Ninguém imaginaria que no meio de um denso aglomerado populacional em Ermesinde pudesse haver um oásis... mas há! Será o "nosso" centro de retiros de 3 a 5 de Outubro. A casa é gerida por um grupo católico que centra a sua prática naquilo a que muitos budistas chamariam Karma Yoga - o Yoga da Acção, dito de outra forma, a oferenda do nosso trabalho em benefício de todos os seres. Alguns também chamariam a isso "servir". Ao servir cultivamos o desapego, e sobretudo o desapego em relação ao fruto da nossa acção. Um artigo que explica o Karma Yoga do ponto de vista hindu: What is Karma Yoga?



Centro de retiros do Movimento Oásis


sexta-feira, setembro 24, 2004

O Construtor

Viajei através da roda de inúmeros nascimentos,
À procura, mas sem nunca encontrar o construtor desta casa.
Doloroso é nascer sempre e sempre.
Oh Construtor, agora foste visto,
Não vais construir mais casas.
As tuas traves [=obscurecimentos] foram quebradas,
A tua viga mestra [=ignorância] foi destruída.
A minha mente atingiu o incondicionado,
Alcançado está o fim do desejo.



©JR 2004


Segundo a tradição, foram estas as palavras proferidas pelo Buda após a libertação - e foram lidas ontem, no nosso encontro das quintas-feiras à noite. Parece que vamos continuar na exploração do "One Dharma"!

quinta-feira, setembro 23, 2004

O que é "Um Dharma"?

Há mil anos atrás, um monge da universidade de Nalanda chamado Atisha viajou da Índia para o Tibete para aí ajudar a restabelecer a pureza da via monástica. Em determinada altura, encontrou-se com um dos mais conhecidos tradutores de textos budistas para tibetano, que lhe perguntou qual era a melhor prática. Atisha respondeu: “deves procurar o ponto essencial comum a todos os ensinamentos e praticar essa via”. “Um Dharma” é apenas isto: experienciar o ponto essencial comum a todos os ensinamentos. Mas com tradições e escolas tão diferentes, e formas de prática tão diversas, como encontrar essa essência comum? Duas coisas nos podem ajudar.

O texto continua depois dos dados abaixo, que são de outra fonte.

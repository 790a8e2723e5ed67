/// Compile a literal pattern once and hand out a `&'static Regex`.
///
/// Only for patterns that are fixed at build time; user-authored rule
/// patterns go through `Condition::parse` so their errors become diagnostics.
#[macro_export]
macro_rules! regex {
    ($pat:literal) => {{
        static RE: once_cell::sync::Lazy<regex::Regex> =
            once_cell::sync::Lazy::new(|| regex::Regex::new($pat).expect("built-in pattern must compile"));
        &*RE
    }};
}

/// Build the fixed keyword table for the built-in actions.
///
/// Each entry maps one or more keywords onto a parser function
/// `fn(&str, &LoadEnv) -> Result<Action, String>`.
#[macro_export]
macro_rules! action_table {
    ( $( [$($kw:literal),+ $(,)?] => $parse:path ),* $(,)? ) => {
        &[ $( $( ($kw, $parse as $crate::action::ParseFn) ),+ ),* ]
    };
}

Primeiro, necessitamos de criar uma base de compreensão que sustentará a nossa investigação mais profunda. Como muitos de nós não cresceram numa cultura budista, temos de adquirir alguma profundeza na compreensão e na experiência de uma prática antes de podermos olhar com alguma inteligência e encontrar o que há de comum entre os mais diversos caminhos. Em segundo lugar, precisamos cultivar uma atitude de abertura a diversos pontos de vista, bem assim como uma disposição para aprender com as mais diferentes perspectivas.


©JR 2004

No Um Dharma do Budismo emergente ocidental, o método é a atenção plena (mindfulness), a expressão é a compaixão e a essência é a sabedoria.

Atenção plena, o método, é a chave para o presente. Sem ele, ficamos perdidos no vaguear das nossas mentes. A atenção serve-nos das formas mais humildes, ligando-nos aos actos mais simples do dia-a-dia, desde lavar os dentes até tomar uma chávena de chá. O Buda também falou da atenção plena como uma caminho para o despertar completo.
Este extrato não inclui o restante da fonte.